Microbial biomass and productivity in the western Bransfield Strait, Antarctica during the 1986–87 austral summer

Abstract

Studies from December 1986 to March 1987 show that waters of Gerlache Strait and the southwestern Bransfield Strait support a rich seasonal bloom of micro-organisms, consisting primarily of phytoplankton. Chlorophyll a concentrations achieved maximum values (>20 mg Chl a m −3) in December, began to decline in January and exhibited a rapid decrease in February and March to concentrations ≤0.3 mg Chl a m −3. The mean cell size of the planktonic assemblage did change, however, from a predominately microplankton (≥20 μm) crop in December to one dominated by nanoplankton (≤20 μm) later in the season. Total microbial biomass as estimated by measurement of ATP, however, increased between December and January, followed by a rapid decline in February and March. However, the putative microheterotrophs, bacteria, showed no significant increases either during or immediately following the December to January bloom of phytoplankton, in apparent contrast to studies reported from temperature waters. Bacterial cell numbers did not vary systematically during the 4-month period observation and thus appeared to be “uncoupled” from phytoplankton dynamics.

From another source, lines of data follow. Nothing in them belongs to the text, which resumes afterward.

impl<T: DeserializeOwned + Clone> ResourceCache<T> {
    /// Create a cache issuing `command` fetches through `correlator`.
    #[must_use]
    pub fn new(
        command: CommandKind,
        correlator: Arc<RequestCorrelator>,
        auth: Arc<AuthSessionMachine>,
        channel: Arc<FrameChannel>,
        gate: Arc<dyn SurfaceGate>,
    ) -> Self {
        Self {
            correlator,
            auth,
            channel,
            gate,
            command,
            scope: Mutex::new(Map::new()),
            entries: Mutex::new(HashMap::new()),
        }
    }

    /// Set an extra payload field sent with every fetch. Changing the scope
    /// changes what cached entries mean, so the cache is cleared.
    pub fn set_scope_field(&self, key: impl Into<String>, value: Value) {
        self.scope
            .lock()
            .expect("scope lock poisoned")
            .insert(key.into(), value);
        self.invalidate();
    }

    /// Drop every cached entry.
    pub fn invalidate(&self) {
        self.entries.lock().expect("entries lock poisoned").clear();
    }

    /// Project keys currently cached (diagnostics).
    #[must_use]
    pub fn cached_keys(&self) -> Vec<String> {
        let mut keys: Vec<String> = self
            .entries
            .lock()
            .expect("entries lock poisoned")
            .keys()
            .cloned()
            .collect();
        keys.sort();
        keys
    }

    /// The collection for `project_key`, fetched once per key.
    ///
    /// Resolves immediately to the empty collection when the channel is not
    /// ready, the session is unauthenticated, or the surface is inactive and
    /// nothing is cached yet.
    pub async fn get_project_scoped(&self, project_key: &str) -> Paginated<T> {
        if !self.channel.is_mounted() {
            tracing::trace!(command = %self.command, "channel not ready; returning empty collection");
            return Paginated::empty();
        }
        if !self.auth.state().authenticated {
            tracing::trace!(command = %self.command, "unauthenticated; returning empty collection");
            return Paginated::empty();
        }

        if let Some(cached) = self
            .entries
            .lock()
            .expect("entries lock poisoned")
            .get(project_key)
        {
            return cached.clone();
        }

        if !self.gate.is_active() {
            tracing::debug!(
                command = %self.command,
                project_key,
                "surface inactive; skipping fetch"
            );
            return Paginated::empty();
        }

        match self.fetch_for(project_key).await {
            Ok(collection) => {
                self.entries
                    .lock()
                    .expect("entries lock poisoned")
                    .insert(project_key.to_string(), collection.clone());
                collection
            }
            Err(err) => {
                tracing::warn!(
                    command = %self.command,
                    project_key,
                    error = %err,
                    "fetch failed; {}",
                    err.user_facing()
                );
                Paginated::empty()
            }
        }
    }

    /// Fetch the collection for an arbitrary project key without touching
    /// the cached state.
    pub async fn fetch_for(&self, project_key: &str) -> Result<Paginated<T>, ChannelError> {
        let payload = self.payload_for(project_key);
        let data = self.correlator.send(self.command, payload).await?;
        match serde_json::from_value(data) {
            Ok(collection) => Ok(collection),
            Err(err) => {
                tracing::warn!(
                    command = %self.command,
                    project_key,
                    error = %err,
                    "panel returned an unexpected collection shape"
                );
                Ok(Paginated::empty())
            }
        }
    }

    fn payload_for(&self, project_key: &str) -> Value {
        let mut payload = self.scope.lock().expect("scope lock poisoned").clone();
        // get-projects is account-scoped; it takes no project key.
        if self.command != CommandKind::GetProjects {
            payload.insert(
                "projectKey".to_string(),
                Value::String(project_key.to_string()),
            );
        }
        Value::Object(payload)
    }
}
//! Session state machine driven by panel lifecycle events.
//!
//! The panel frame owns the authenticated session; the host side only ever
//! observes it. This machine folds the unsolicited lifecycle events arriving
//! over the channel into a small state snapshot
//! ([`AuthState`]) published through a `watch` channel, and offers the two
//! host-initiated actions: entering the authenticating state before a login
//! flow opens, and a fire-and-forget logout.
//!
//! There are no terminal states; the machine cycles for the lifetime of the
//! host page. Transitions happen only on channel events or explicit
//! commands — never by polling.
//!
//! Auth errors are reported to the observability sink and delivered on an
//! explicit subscriber channel ([`AuthSessionMachine::take_error_receiver`]);
//! a host that cares installs a consumer deliberately instead of relying on
//! an exception escaping an event callback.

use std::sync::{Arc, Mutex};

use serde::{Deserialize, Serialize};
use tokio::sync::{mpsc, watch};

use crate::error::ChannelError;
use crate::frame_channel::FrameChannel;
use crate::observe::ObservabilitySink;
use crate::protocol::{LifecycleEvent, logout_message};

/// Snapshot of the session state.
#[derive(Debug, Clone, Copy, PartialEq, Eq, Serialize, Deserialize)]
pub struct AuthState {
    /// The panel session is authenticated.
    pub authenticated: bool,
    /// A login flow is underway (entered explicitly by the host).
    pub authenticating: bool,
    /// No lifecycle event has arrived yet.
    pub loading: bool,
}

impl AuthState {
    /// The state before any lifecycle event arrives.
    #[must_use]
    pub const fn initial() -> Self {
        Self {
            authenticated: false,
            authenticating: false,
            loading: true,
        }
    }

    const fn authenticated() -> Self {
        Self {
            authenticated: true,
            authenticating: false,
            loading: false,
        }
    }

    const fn unauthenticated() -> Self {
        Self {
            authenticated: false,
            authenticating: false,
            loading: false,
        }
    }

    const fn authenticating() -> Self {
        Self {
            authenticated: false,
            authenticating: true,
            loading: false,
        }
    }
}

impl Default for AuthState {
    fn default() -> Self {
        Self::initial()
    }
}

/// Receives the account/member pair for enhanced telemetry identification.
pub trait IdentitySink: Send + Sync {
    fn identify(&self, account_id: &str, member_id: &str);
}

/// Folds panel lifecycle events into an observable [`AuthState`].
pub struct AuthSessionMachine {
    channel: Arc<FrameChannel>,
    observer: Arc<dyn ObservabilitySink>,
    identity: Option<Arc<dyn IdentitySink>>,
    enhanced_identification: bool,
    state: watch::Sender<AuthState>,
    errors: mpsc::UnboundedSender<String>,
    error_receiver: Mutex<Option<mpsc::UnboundedReceiver<String>>>,
}

impl std::fmt::Debug for AuthSessionMachine {
    fn fmt(&self, f: &mut std::fmt::Formatter<'_>) -> std::fmt::Result {
        f.debug_struct("AuthSessionMachine")
            .field("state", &self.state())
            .field("enhanced_identification", &self.enhanced_identification)
            .finish()
    }
}

impl AuthSessionMachine {
    /// Create a machine over `channel`.
    ///
    /// `identity` and `enhanced_identification` control identity forwarding:
    /// the pair is forwarded only when the sink is present, the opt-in is
    /// true, and an `authenticated` event carries both identifiers.
    #[must_use]
    pub fn new(
        channel: Arc<FrameChannel>,
        observer: Arc<dyn ObservabilitySink>,
        identity: Option<Arc<dyn IdentitySink>>,
        enhanced_identification: bool,
    ) -> Self {
        let (state, _) = watch::channel(AuthState::initial());
        let (errors, error_receiver) = mpsc::unbounded_channel();
        Self {
            channel,
            observer,
            identity,
            enhanced_identification,
            state,
            errors,
            error_receiver: Mutex::new(Some(error_receiver)),
        }
    }

    /// Current state snapshot.
    #[must_use]
    pub fn state(&self) -> AuthState {
        *self.state.borrow()
    }

    /// Subscribe to state changes.
    #[must_use]
    pub fn subscribe(&self) -> watch::Receiver<AuthState> {
        self.state.subscribe()
    }

    /// Take the auth-error receiver. Yields `Some` exactly once; the host
    /// application installs its own consumer deliberately.
    #[must_use]
    pub fn take_error_receiver(&self) -> Option<mpsc::UnboundedReceiver<String>> {
        self.error_receiver
            .lock()
            .expect("error receiver lock poisoned")
            .take()
    }

    /// Enter the authenticating state (e.g. before opening a popup-based
    /// login flow).
    pub fn begin_authenticating(&self) {
        self.state.send_replace(AuthState::authenticating());
        tracing::debug!("session entering authenticating state");
    }

    /// Send the fire-and-forget logout command through the channel. The
    /// state transition happens when the panel acknowledges with a
    /// `logout-response` lifecycle event, not here.
    pub fn logout(&self) -> Result<(), ChannelError> {
        self.channel.post(logout_message())
    }

    /// Fold one lifecycle event into the state.
    pub fn handle_event(&self, event: &LifecycleEvent) {
        match event {
            LifecycleEvent::Authenticated {
                account_id,
                member_id,
            } => {
                self.state.send_replace(AuthState::authenticated());
                tracing::debug!("session authenticated");
                self.forward_identity(account_id.as_deref(), member_id.as_deref());
            }
            LifecycleEvent::AuthRequired => {
                self.state.send_replace(AuthState::unauthenticated());
                tracing::debug!("panel requires authentication");
            }
            LifecycleEvent::AuthError { error } => {
                self.state.send_replace(AuthState::unauthenticated());
                self.observer.auth_error(error);
                // Receiver may not be installed; the report above already
                // happened, so a missing consumer loses nothing vital.
                let _ = self.errors.send(error.clone());
            }
            LifecycleEvent::ApiReady => {
                tracing::debug!("panel api ready");
            }
            LifecycleEvent::LogoutResponse => {
                self.state.send_replace(AuthState::unauthenticated());
                tracing::debug!("session logged out");
            }
            LifecycleEvent::LogoutError { error } => {
                self.state.send_replace(AuthState::unauthenticated());
                self.observer.auth_error(error);
            }
        }
    }

    fn forward_identity(&self, account_id: Option<&str>, member_id: Option<&str>) {
        if !self.enhanced_identification {
            return;
        }
        let (Some(sink), Some(account_id), Some(member_id)) =
            (self.identity.as_ref(), account_id, member_id)
        else {
            return;
        };
        sink.identify(account_id, member_id);
    }
}

#[cfg(test)]
mod tests {
    use super::*;
    use crate::frame_channel::FrameSink;
    use crate::observe::{ObservedFailure, RecordingSink};
    use serde_json::Value;

    const ORIGIN: &str = "https://panel.example.com";

    #[derive(Default)]
    struct RecordingIdentity {
        identified: Mutex<Vec<(String, String)>>,
    }

    impl IdentitySink for RecordingIdentity {
        fn identify(&self, account_id: &str, member_id: &str) {
            self.identified
                .lock()
                .unwrap()
                .push((account_id.to_string(), member_id.to_string()));
        }
    }

    struct Recorder {
        posted: Mutex<Vec<Value>>,
    }

    impl FrameSink for Recorder {
        fn post(&self, message: Value) -> Result<(), ChannelError> {
            self.posted.lock().unwrap().push(message);
            Ok(())
        }
    }

    fn machine() -> (
        AuthSessionMachine,
        Arc<RecordingSink>,
        Arc<RecordingIdentity>,
    ) {
        machine_with(true)
    }

    fn machine_with(
        enhanced: bool,
    ) -> (
        AuthSessionMachine,
        Arc<RecordingSink>,
        Arc<RecordingIdentity>,
    ) {
        let channel = Arc::new(FrameChannel::new(ORIGIN));
        let sink = Arc::new(RecordingSink::new());
        let identity = Arc::new(RecordingIdentity::default());
        let machine = AuthSessionMachine::new(
            channel,
            sink.clone(),
            Some(identity.clone()),
            enhanced,
        );
        (machine, sink, identity)
    }

    fn authenticated_event(account: Option<&str>, member: Option<&str>) -> LifecycleEvent {
        LifecycleEvent::Authenticated {
            account_id: account.map(str::to_string),
            member_id: member.map(str::to_string),
        }
    }

    #[test]
    fn starts_loading_and_unauthenticated() {
        let (machine, _, _) = machine();
        assert_eq!(machine.state(), AuthState::initial());
        assert!(machine.state().loading);
        assert!(!machine.state().authenticated);
    }

    #[test]
    fn authenticated_event_clears_loading() {
        let (machine, _, _) = machine();
        machine.handle_event(&authenticated_event(Some("a1"), Some("m1")));
        let state = machine.state();
        assert!(state.authenticated);
        assert!(!state.loading);
        assert!(!state.authenticating);
    }

    #[test]
    fn identity_forwarded_once_with_both_ids_and_opt_in() {
        let (machine, _, identity) = machine();
        machine.handle_event(&authenticated_event(Some("a1"), Some("m1")));
        assert_eq!(
            identity.identified.lock().unwrap().clone(),
            vec![("a1".to_string(), "m1".to_string())]
        );
    }

    #[test]
    fn identity_not_forwarded_without_member_id() {
        let (machine, _, identity) = machine();
        machine.handle_event(&authenticated_event(Some("a1"), None));
        assert!(identity.identified.lock().unwrap().is_empty());
        // State still transitions.
        assert!(machine.state().authenticated);
    }

    #[test]
    fn identity_not_forwarded_without_account_id() {
        let (machine, _, identity) = machine();
        machine.handle_event(&authenticated_event(None, Some("m1")));
        assert!(identity.identified.lock().unwrap().is_empty());
    }

    #[test]
    fn identity_not_forwarded_without_opt_in() {
        let (machine, _, identity) = machine_with(false);
        machine.handle_event(&authenticated_event(Some("a1"), Some("m1")));
        assert!(identity.identified.lock().unwrap().is_empty());
    }

    #[test]
    fn identity_forwarded_per_authentication_event() {
        let (machine, _, identity) = machine();
        machine.handle_event(&authenticated_event(Some("a1"), Some("m1")));
        machine.handle_event(&authenticated_event(Some("a1"), Some("m1")));
        assert_eq!(identity.identified.lock().unwrap().len(), 2);
    }

    #[test]
    fn auth_required_moves_to_unauthenticated() {
        let (machine, _, _) = machine();
        machine.handle_event(&LifecycleEvent::AuthRequired);
        let state = machine.state();
        assert!(!state.authenticated);
        assert!(!state.loading);
    }

    #[test]
    fn auth_error_reports_and_delivers_on_error_channel() {
        let (machine, sink, _) = machine();
        let mut errors = machine.take_error_receiver().unwrap();

        machine.handle_event(&authenticated_event(Some("a1"), Some("m1")));
        machine.handle_event(&LifecycleEvent::AuthError {
            error: "token expired".to_string(),
        });

        assert!(!machine.state().authenticated);
        assert_eq!(
            sink.failures(),
            vec![ObservedFailure::Auth {
                message: "token expired".to_string(),
            }]
        );
        assert_eq!(errors.try_recv().unwrap(), "token expired");
    }

    #[test]
    fn error_receiver_can_be_taken_once() {
        let (machine, _, _) = machine();
        assert!(machine.take_error_receiver().is_some());
        assert!(machine.take_error_receiver().is_none());
    }

    #[test]
    fn begin_authenticating_then_authenticated() {
        let (machine, _, _) = machine();
        machine.handle_event(&LifecycleEvent::AuthRequired);
        machine.begin_authenticating();
        let state = machine.state();
        assert!(state.authenticating);
        assert!(!state.authenticated);

        machine.handle_event(&authenticated_event(None, None));
        let state = machine.state();
        assert!(state.authenticated);
        assert!(!state.authenticating);
    }

    #[test]
    fn api_ready_does_not_change_state() {
        let (machine, _, _) = machine();
        machine.handle_event(&LifecycleEvent::ApiReady);
        assert_eq!(machine.state(), AuthState::initial());
    }

    #[test]
    fn logout_response_moves_to_unauthenticated() {
        let (machine, _, _) = machine();
        machine.handle_event(&authenticated_event(Some("a1"), Some("m1")));
        machine.handle_event(&LifecycleEvent::LogoutResponse);
        assert!(!machine.state().authenticated);
    }

    #[test]
    fn logout_error_reports_and_moves_to_unauthenticated() {
        let (machine, sink, _) = machine();
        machine.handle_event(&authenticated_event(Some("a1"), Some("m1")));
        machine.handle_event(&LifecycleEvent::LogoutError {
            error: "session already gone".to_string(),
        });
        assert!(!machine.state().authenticated);
        assert_eq!(sink.failures().len(), 1);
    }

    #[test]
    fn logout_posts_fire_and_forget_command() {
        let channel = Arc::new(FrameChannel::new(ORIGIN));
        let recorder = Arc::new(Recorder {
            posted: Mutex::new(Vec::new()),
        });
        channel.mount(recorder.clone());
        let machine = AuthSessionMachine::new(
            channel,
            Arc::new(RecordingSink::new()),
            None,
            false,
        );

        machine.logout().unwrap();
        let posted = recorder.posted.lock().unwrap();
        assert_eq!(posted.len(), 1);
        assert_eq!(posted[0]["type"], "logout");
        assert!(posted[0].get("requestId").is_none());
    }

    #[test]
    fn logout_before_mount_fails_fast() {
        let channel = Arc::new(FrameChannel::new(ORIGIN));
        let machine = AuthSessionMachine::new(
            channel,
            Arc::new(RecordingSink::new()),
            None,
            false,
        );
        assert!(matches!(machine.logout(), Err(ChannelError::NotReady)));
    }

    #[tokio::test]
    async fn watchers_observe_transitions() {
        let (machine, _, _) = machine();
        let mut watcher = machine.subscribe();
        assert_eq!(*watcher.borrow(), AuthState::initial());

        machine.handle_event(&authenticated_event(None, None));
        watcher.changed().await.unwrap();
        assert!(watcher.borrow().authenticated);
    }
}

Rates of assimilation tritiated organic compounds (glutamate, thymidine, adenine) paralleled the total microbial biomass estimates. All available data (e.g. patterns and rates of organic matter assimilation, Chl/ATP ratios, Chl a concentrations and bacterial cell numbers) suggest that much of the measured heterotrophic activity may be due to the activity of phytoplankton cells. The nature of the microbial food web during the seasonal bloom in Antarctic coastal waters is believed to be a complex function of temperature, photobiological effects related to seasonal deepening of the upper mixed layer, grazing and nutrient regeneration/replenishment. Together these processes determine the composition and total biomass of the microbial assemblage that affects other ecological properties such as the magnitude of new production and the rate of particle flux to deeper waters.